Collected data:
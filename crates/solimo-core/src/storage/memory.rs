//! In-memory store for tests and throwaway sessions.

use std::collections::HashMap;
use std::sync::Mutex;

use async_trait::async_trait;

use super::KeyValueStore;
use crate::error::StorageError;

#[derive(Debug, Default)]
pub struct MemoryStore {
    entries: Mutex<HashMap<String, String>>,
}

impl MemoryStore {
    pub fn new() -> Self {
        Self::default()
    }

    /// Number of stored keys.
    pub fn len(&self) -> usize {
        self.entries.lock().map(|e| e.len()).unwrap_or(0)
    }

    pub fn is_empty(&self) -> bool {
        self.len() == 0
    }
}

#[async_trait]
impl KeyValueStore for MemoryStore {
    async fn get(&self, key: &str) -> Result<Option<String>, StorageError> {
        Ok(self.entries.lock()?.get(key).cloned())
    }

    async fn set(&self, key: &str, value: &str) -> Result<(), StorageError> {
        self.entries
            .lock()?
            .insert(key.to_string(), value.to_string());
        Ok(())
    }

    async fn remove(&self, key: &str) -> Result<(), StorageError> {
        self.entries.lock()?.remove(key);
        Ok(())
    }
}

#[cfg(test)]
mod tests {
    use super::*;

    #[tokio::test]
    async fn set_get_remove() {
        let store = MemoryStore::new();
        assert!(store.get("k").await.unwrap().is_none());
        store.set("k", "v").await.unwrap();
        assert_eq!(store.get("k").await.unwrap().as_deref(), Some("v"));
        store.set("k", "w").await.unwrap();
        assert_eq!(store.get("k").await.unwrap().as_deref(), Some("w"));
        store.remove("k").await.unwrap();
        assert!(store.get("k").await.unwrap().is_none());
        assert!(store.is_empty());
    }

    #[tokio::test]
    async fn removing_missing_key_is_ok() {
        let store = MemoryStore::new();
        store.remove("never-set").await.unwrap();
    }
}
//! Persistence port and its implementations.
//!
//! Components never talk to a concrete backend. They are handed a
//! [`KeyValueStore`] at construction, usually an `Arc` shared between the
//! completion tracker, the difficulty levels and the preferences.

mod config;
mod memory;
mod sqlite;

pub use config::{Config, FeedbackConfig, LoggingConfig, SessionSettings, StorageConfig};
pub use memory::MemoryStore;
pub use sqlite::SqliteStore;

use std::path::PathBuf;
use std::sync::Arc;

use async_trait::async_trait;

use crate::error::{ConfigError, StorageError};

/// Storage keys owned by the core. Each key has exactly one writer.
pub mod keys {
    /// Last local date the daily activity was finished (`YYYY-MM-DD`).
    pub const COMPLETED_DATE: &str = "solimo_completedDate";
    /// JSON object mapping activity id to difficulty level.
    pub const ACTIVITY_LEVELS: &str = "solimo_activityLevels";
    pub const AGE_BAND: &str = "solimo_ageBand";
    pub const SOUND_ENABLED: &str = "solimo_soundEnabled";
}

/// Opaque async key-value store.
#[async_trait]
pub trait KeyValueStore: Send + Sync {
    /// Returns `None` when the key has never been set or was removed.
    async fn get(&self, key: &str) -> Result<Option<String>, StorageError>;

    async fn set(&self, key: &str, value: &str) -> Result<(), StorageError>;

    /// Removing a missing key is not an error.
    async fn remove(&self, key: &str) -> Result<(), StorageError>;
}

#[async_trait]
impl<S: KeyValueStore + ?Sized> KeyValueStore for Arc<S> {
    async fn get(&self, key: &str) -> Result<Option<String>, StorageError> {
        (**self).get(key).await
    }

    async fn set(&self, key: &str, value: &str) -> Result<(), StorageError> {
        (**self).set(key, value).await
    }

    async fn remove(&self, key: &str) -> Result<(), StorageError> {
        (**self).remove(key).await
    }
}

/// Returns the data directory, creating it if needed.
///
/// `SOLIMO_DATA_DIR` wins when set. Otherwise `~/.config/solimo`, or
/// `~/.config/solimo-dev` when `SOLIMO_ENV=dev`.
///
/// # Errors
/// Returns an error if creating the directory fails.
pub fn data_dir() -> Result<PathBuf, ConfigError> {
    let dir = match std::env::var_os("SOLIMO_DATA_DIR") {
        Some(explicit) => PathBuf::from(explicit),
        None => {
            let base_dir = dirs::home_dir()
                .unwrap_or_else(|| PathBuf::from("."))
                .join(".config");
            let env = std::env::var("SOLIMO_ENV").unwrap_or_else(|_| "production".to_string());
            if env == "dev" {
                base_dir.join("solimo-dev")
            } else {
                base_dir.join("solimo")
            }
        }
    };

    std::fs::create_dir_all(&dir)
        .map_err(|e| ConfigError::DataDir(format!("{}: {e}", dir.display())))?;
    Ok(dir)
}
==
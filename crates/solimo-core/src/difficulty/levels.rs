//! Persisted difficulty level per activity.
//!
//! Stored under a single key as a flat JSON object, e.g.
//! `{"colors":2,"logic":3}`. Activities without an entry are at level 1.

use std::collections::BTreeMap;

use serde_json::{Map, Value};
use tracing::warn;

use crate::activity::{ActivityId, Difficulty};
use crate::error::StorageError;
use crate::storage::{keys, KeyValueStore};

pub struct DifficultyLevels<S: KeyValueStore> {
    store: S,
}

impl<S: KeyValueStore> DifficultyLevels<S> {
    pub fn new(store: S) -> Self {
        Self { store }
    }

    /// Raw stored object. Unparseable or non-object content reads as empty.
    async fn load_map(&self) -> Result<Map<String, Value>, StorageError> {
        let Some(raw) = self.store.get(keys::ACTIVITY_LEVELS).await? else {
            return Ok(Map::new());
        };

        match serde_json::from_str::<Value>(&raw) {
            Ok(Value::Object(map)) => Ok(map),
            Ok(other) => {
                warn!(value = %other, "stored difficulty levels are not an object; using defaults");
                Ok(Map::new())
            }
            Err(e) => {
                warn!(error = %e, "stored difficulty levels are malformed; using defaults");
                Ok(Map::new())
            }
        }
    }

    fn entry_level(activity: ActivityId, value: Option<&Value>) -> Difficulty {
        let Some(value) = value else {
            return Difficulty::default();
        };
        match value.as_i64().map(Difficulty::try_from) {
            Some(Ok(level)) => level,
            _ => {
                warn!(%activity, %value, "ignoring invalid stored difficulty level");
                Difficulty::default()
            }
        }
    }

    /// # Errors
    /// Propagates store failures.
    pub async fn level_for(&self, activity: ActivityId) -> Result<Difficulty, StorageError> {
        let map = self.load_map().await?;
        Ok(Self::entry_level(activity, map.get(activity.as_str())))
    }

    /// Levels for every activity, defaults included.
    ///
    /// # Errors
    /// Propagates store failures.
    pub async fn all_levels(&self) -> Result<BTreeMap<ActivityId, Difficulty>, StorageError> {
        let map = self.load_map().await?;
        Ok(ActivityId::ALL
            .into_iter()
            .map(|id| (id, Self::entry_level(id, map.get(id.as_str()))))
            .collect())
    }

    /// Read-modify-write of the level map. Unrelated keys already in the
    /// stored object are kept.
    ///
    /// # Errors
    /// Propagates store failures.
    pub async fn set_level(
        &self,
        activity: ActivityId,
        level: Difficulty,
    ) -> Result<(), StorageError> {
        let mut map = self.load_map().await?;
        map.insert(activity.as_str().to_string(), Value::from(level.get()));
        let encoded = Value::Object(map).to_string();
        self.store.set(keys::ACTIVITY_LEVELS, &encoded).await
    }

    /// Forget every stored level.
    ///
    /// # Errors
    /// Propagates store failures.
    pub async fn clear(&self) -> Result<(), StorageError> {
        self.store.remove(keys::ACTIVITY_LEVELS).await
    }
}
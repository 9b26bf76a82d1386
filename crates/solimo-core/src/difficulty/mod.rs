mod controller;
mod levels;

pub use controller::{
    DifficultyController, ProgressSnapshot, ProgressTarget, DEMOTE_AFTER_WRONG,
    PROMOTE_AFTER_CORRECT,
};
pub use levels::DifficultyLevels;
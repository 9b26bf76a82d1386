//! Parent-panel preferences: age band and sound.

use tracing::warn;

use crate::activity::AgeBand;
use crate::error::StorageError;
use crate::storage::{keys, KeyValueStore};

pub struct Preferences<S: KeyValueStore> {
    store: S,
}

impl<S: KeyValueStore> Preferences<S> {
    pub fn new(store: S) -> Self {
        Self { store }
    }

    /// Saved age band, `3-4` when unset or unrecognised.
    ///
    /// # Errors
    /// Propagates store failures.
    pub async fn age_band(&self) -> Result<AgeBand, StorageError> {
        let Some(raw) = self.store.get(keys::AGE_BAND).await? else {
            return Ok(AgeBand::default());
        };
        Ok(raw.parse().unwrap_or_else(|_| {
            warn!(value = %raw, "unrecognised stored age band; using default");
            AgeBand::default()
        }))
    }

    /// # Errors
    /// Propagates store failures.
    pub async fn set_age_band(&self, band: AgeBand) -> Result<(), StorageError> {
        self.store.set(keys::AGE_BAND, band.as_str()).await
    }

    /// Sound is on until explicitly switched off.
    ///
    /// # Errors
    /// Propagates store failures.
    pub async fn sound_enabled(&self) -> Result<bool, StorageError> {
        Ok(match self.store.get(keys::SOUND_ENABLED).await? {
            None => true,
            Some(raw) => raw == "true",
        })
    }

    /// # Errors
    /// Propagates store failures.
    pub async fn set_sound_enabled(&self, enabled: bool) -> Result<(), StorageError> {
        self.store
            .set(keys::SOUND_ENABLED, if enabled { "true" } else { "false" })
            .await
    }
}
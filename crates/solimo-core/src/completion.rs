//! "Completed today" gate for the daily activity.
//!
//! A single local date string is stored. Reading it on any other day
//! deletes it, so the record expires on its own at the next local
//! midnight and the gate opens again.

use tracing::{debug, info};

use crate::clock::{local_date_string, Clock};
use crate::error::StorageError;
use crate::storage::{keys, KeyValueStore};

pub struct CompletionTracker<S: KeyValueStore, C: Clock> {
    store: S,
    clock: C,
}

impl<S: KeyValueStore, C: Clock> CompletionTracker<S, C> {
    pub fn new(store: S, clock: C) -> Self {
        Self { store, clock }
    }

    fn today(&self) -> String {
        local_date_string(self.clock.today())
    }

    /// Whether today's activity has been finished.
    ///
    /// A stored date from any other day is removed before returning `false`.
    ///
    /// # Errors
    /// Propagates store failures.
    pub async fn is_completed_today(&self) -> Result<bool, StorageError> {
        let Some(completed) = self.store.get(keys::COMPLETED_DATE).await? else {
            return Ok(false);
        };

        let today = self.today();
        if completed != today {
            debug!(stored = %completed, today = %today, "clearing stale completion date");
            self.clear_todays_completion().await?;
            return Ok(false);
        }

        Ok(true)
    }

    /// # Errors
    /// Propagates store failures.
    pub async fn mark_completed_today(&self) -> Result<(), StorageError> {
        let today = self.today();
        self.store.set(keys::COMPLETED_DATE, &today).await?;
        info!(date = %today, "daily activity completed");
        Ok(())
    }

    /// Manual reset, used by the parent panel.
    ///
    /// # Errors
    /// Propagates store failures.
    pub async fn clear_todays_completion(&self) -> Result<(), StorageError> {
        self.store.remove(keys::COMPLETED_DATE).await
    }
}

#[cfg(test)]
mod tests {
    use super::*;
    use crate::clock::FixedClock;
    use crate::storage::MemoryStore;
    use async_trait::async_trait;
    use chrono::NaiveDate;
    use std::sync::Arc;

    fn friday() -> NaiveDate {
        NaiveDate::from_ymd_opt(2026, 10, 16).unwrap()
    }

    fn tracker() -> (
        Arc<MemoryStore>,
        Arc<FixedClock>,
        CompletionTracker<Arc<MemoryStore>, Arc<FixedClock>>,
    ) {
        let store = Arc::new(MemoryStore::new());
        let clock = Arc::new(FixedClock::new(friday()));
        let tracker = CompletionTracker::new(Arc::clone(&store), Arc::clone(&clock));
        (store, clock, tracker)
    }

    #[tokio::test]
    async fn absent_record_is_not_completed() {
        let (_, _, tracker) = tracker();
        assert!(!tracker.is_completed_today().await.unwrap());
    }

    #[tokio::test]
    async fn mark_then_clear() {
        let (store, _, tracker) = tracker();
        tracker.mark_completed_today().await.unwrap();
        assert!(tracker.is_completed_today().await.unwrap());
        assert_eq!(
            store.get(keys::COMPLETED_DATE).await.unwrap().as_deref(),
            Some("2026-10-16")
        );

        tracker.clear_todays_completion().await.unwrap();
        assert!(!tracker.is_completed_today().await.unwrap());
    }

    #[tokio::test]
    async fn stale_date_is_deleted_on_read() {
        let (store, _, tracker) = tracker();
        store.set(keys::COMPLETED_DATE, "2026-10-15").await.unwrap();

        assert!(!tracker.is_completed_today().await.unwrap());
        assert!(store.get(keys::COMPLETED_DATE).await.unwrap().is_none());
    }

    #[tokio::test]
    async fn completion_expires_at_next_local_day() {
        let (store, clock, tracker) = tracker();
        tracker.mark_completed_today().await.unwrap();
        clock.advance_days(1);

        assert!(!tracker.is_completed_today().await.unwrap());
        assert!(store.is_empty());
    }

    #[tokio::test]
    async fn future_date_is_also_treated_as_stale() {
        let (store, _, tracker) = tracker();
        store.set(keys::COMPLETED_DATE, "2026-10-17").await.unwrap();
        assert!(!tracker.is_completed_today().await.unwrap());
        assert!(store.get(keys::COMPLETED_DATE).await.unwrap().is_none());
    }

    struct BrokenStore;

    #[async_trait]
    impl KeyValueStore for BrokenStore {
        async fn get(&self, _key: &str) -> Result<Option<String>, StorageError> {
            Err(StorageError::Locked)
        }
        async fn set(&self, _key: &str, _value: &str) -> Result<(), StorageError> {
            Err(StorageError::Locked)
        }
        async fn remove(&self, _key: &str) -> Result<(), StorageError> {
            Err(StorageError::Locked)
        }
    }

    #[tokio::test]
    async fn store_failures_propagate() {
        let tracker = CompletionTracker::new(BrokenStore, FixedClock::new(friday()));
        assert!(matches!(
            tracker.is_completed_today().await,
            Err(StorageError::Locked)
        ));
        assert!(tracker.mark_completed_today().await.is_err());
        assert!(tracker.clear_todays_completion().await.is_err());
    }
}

EXERCISE OBJECTIVE — Reproduce each line of the data containing the word "removed".

RESPONSE TO THE TASK —
    /// Returns `None` when the key has never been set or was removed.
    /// A stored date from any other day is removed before returning `false`.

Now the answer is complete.